[RECORDS SUPPLIED — start]

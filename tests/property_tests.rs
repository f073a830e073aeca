//! Property-based and adversarial tests for the loyalty engine
//!
//! These tests verify invariants hold under random inputs and attack scenarios.

use proptest::prelude::*;
use loyalty_core::budget::DynamicState;
use loyalty_core::config::{DynamicConfig, GlobalConfig};
use loyalty_core::constants::{RATIO_SCALE, WEI_PER_TOKEN};
use loyalty_core::engine::{apply_base_reward, BaseRewardContext, BaseRewardState, LedgerState};
use loyalty_core::math::{apply_bps, ratio_fp, scale_by_ratio};
use loyalty_core::settlement::{
    settle_block, PendingQueue, PendingReward, RewardSource, SettlementError, SettlementParams,
};
use loyalty_core::storage::{LoyaltyState, MemoryStore};
use loyalty_core::types::{Account, Address, Amount};

const NOW: u64 = 1_705_330_800;

fn treasury() -> Address {
    Address([0xee; 20])
}

fn recipient(i: usize) -> Address {
    Address([(i % 7) as u8 + 1; 20])
}

fn queue_of(amounts: &[Amount]) -> PendingQueue {
    amounts
        .iter()
        .enumerate()
        .map(|(i, amount)| PendingReward {
            tx_hash: [i as u8; 32],
            recipient: recipient(i),
            source: RewardSource::Base,
            amount: *amount,
        })
        .collect()
}

fn funded_state(treasury_balance: Amount) -> LoyaltyState<MemoryStore> {
    let mut state = LoyaltyState::new(MemoryStore::new());
    state
        .put_account(&treasury(), &Account::with_znhb(treasury_balance))
        .unwrap();
    state
}

fn params(budget: Amount) -> SettlementParams {
    SettlementParams {
        treasury: treasury(),
        now: NOW,
        budget,
        dynamic_state: None,
    }
}

fn base_config(cap_per_tx: Amount, daily_cap_user: Amount) -> GlobalConfig {
    GlobalConfig {
        active: true,
        treasury: treasury(),
        base_bps: 5_000,
        cap_per_tx,
        daily_cap_user,
        ..GlobalConfig::default()
    }
}

fn transfer(from: Address, amount: Amount, timestamp: u64) -> BaseRewardContext {
    BaseRewardContext {
        tx_hash: [amount as u8; 32],
        from,
        to: Address([0x4d; 20]),
        token: "NHB".into(),
        amount,
        timestamp,
        from_account: Some(Account::default()),
    }
}

// ============================================================================
// PROPERTY-BASED TESTS
// ============================================================================

proptest! {
    /// Basis-point application always rounds down
    #[test]
    fn prop_apply_bps_is_floor(
        amount in 0u128..(u64::MAX as u128),
        bps in 0u32..=100_000u32
    ) {
        let reward = apply_bps(amount, bps);
        let exact = amount * bps as u128;
        prop_assert!(reward * 10_000 <= exact);
        prop_assert!(exact < (reward + 1) * 10_000);
    }

    /// Scaling by the pro-rata ratio never increases an amount
    #[test]
    fn prop_scaled_never_exceeds_requested(
        amount in 0u128..u128::MAX / 2,
        budget in 0u128..1_000_000 * WEI_PER_TOKEN,
        demand in 1u128..1_000_000 * WEI_PER_TOKEN
    ) {
        let ratio = ratio_fp(budget, demand);
        prop_assert!(ratio <= RATIO_SCALE);
        prop_assert!(scale_by_ratio(amount, ratio) <= amount);
    }

    /// Settlement moves value from the treasury to recipients without creating any
    #[test]
    fn prop_settlement_conserves_value(
        amounts in prop::collection::vec(1u128..1_000_000 * WEI_PER_TOKEN, 1..24),
        budget in 0u128..10_000_000 * WEI_PER_TOKEN,
        treasury_balance in 0u128..10_000_000 * WEI_PER_TOKEN
    ) {
        let mut state = funded_state(treasury_balance);
        let report = settle_block(&mut state, queue_of(&amounts), params(budget)).unwrap();

        let treasury_after = state.get_account(&treasury()).unwrap().balance_znhb;
        let credited: Amount = (0..7)
            .map(|i| state.get_account(&recipient(i)).unwrap().balance_znhb)
            .sum();
        prop_assert_eq!(treasury_after + credited, treasury_balance);
        prop_assert_eq!(credited, report.settled);
        prop_assert!(report.settled <= budget.min(treasury_balance));
        for record in &report.records {
            prop_assert!(record.settled <= record.requested);
        }
    }

    /// Larger requests never settle for less than smaller ones
    #[test]
    fn prop_pro_rata_is_order_preserving(
        amounts in prop::collection::vec(1u128..1_000_000 * WEI_PER_TOKEN, 2..24),
        budget in 0u128..1_000_000 * WEI_PER_TOKEN
    ) {
        let mut state = funded_state(u128::MAX / 4);
        let report = settle_block(&mut state, queue_of(&amounts), params(budget)).unwrap();
        for a in &report.records {
            for b in &report.records {
                if a.requested <= b.requested {
                    prop_assert!(a.settled <= b.settled);
                }
            }
        }
    }

    /// When the budget covers demand every reward is paid in full
    #[test]
    fn prop_full_payment_when_budget_suffices(
        amounts in prop::collection::vec(1u128..1_000 * WEI_PER_TOKEN, 1..24)
    ) {
        let demand: Amount = amounts.iter().sum();
        let mut state = funded_state(demand);
        let report = settle_block(&mut state, queue_of(&amounts), params(demand)).unwrap();
        prop_assert!(!report.pro_rated);
        prop_assert_eq!(report.settled, demand);
        prop_assert_eq!(state.get_account(&treasury()).unwrap().balance_znhb, 0);
    }

    /// Base rewards respect the per-transaction and per-user daily caps
    #[test]
    fn prop_base_reward_respects_caps(
        spends in prop::collection::vec(1u128..10_000u128, 1..32),
        cap_per_tx in 0u128..3_000u128,
        daily_cap_user in 0u128..20_000u128
    ) {
        let mut state = funded_state(u128::MAX / 4);
        state.set_global_config(&base_config(cap_per_tx, daily_cap_user)).unwrap();
        let from = Address([1u8; 20]);

        let mut total: Amount = 0;
        for spend in &spends {
            let outcome = apply_base_reward(&mut state, &transfer(from, *spend, NOW));
            let reward = outcome.reward();
            if cap_per_tx > 0 {
                prop_assert!(reward <= cap_per_tx);
            }
            prop_assert!(reward <= apply_bps(*spend, 5_000));
            total += reward;
        }
        if daily_cap_user > 0 {
            prop_assert!(total <= daily_cap_user);
        }
        prop_assert_eq!(state.base_total_accrued(&from).unwrap(), total);
        prop_assert_eq!(state.pending().total(), Some(total));
    }

    /// The same transfers on two nodes produce byte-identical state
    #[test]
    fn prop_replay_is_deterministic(
        spends in prop::collection::vec((0usize..5, 1u128..100_000u128), 1..24),
        budget in 0u128..200_000u128
    ) {
        let run = || {
            let mut state = funded_state(1_000_000);
            state.set_global_config(&base_config(0, 30_000)).unwrap();
            for (i, (sender, spend)) in spends.iter().enumerate() {
                let ctx = transfer(recipient(*sender), *spend, NOW + i as u64);
                apply_base_reward(&mut state, &ctx);
            }
            let queue = state.pending().clone();
            let report = settle_block(&mut state, queue, params(budget)).unwrap();
            (state.fingerprint().unwrap(), state.events().to_vec(), report)
        };
        prop_assert_eq!(run(), run());
    }

    /// The effective rate moves by at most one step and stays within bounds
    #[test]
    fn prop_rate_step_is_bounded(
        effective in 0u32..200u32,
        target in 0u32..200u32
    ) {
        let cfg = DynamicConfig::default();
        let mut state = DynamicState::from_config(&cfg);
        state.effective_bps = effective;
        let before = state.effective_bps.clamp(cfg.min_bps, cfg.max_bps);
        state.step_towards(target);
        prop_assert!(state.effective_bps >= cfg.min_bps && state.effective_bps <= cfg.max_bps);
        prop_assert!(state.effective_bps.abs_diff(before) <= cfg.smoothing_step_bps);
    }
}

// ============================================================================
// ADVERSARIAL TESTS
// ============================================================================

/// Test: Demand overflow
///
/// Queued rewards whose sum does not fit must abort the block, not wrap.
#[test]
fn test_overflowing_demand_is_fatal() {
    let mut state = funded_state(1_000);
    let queue = queue_of(&[u128::MAX, 1]);
    let result = settle_block(&mut state, queue, params(1_000));
    assert!(matches!(result, Err(SettlementError::Overflow)));
    assert_eq!(state.get_account(&treasury()).unwrap().balance_znhb, 1_000);
}

/// Test: Budget larger than the treasury
///
/// A misconfigured ceiling must never push the treasury below zero.
#[test]
fn test_treasury_never_overdrawn() {
    let mut state = funded_state(10);
    let report = settle_block(&mut state, queue_of(&[7, 7, 7]), params(u128::MAX)).unwrap();
    assert!(report.pro_rated);
    assert!(report.settled <= 10);
    assert_eq!(
        state.get_account(&treasury()).unwrap().balance_znhb,
        10 - report.settled
    );
}

/// Test: Dust flooding
///
/// Many tiny rewards under a tight budget round down to zero rather than
/// collectively exceeding it.
#[test]
fn test_dust_flood_rounds_down() {
    let amounts = vec![3u128; 1_000];
    let mut state = funded_state(1_000_000);
    let report = settle_block(&mut state, queue_of(&amounts), params(999)).unwrap();
    assert!(report.settled <= 999);
    assert!(report.records.iter().all(|r| r.settled <= 3));
}

/// Test: Split transfers against the daily cap
///
/// Splitting one spend into many small ones cannot earn more than the cap.
#[test]
fn test_split_transfers_hit_daily_cap() {
    let mut state = funded_state(u128::MAX / 4);
    state.set_global_config(&base_config(0, 1_000)).unwrap();
    let from = Address([1u8; 20]);
    for i in 0..500u64 {
        apply_base_reward(&mut state, &transfer(from, 10, NOW + i));
    }
    assert_eq!(state.base_total_accrued(&from).unwrap(), 1_000);
}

[RECORDS SUPPLIED — finish]

• **EXERCISE OBJECTIVE**:
Please copy, exactly as written, every line in the listing above from the line with "(state.fingerprint().unwrap(), state.events().to_vec(), report)" up to and including the line with "let cfg = DynamicConfig::default();".

• **WRITTEN SOLUTION**:
            (state.fingerprint().unwrap(), state.events().to_vec(), report)
        };
        prop_assert_eq!(run(), run());
    }

    /// The effective rate moves by at most one step and stays within bounds
    #[test]
    fn prop_rate_step_is_bounded(
        effective in 0u32..200u32,
        target in 0u32..200u32
    ) {
        let cfg = DynamicConfig::default();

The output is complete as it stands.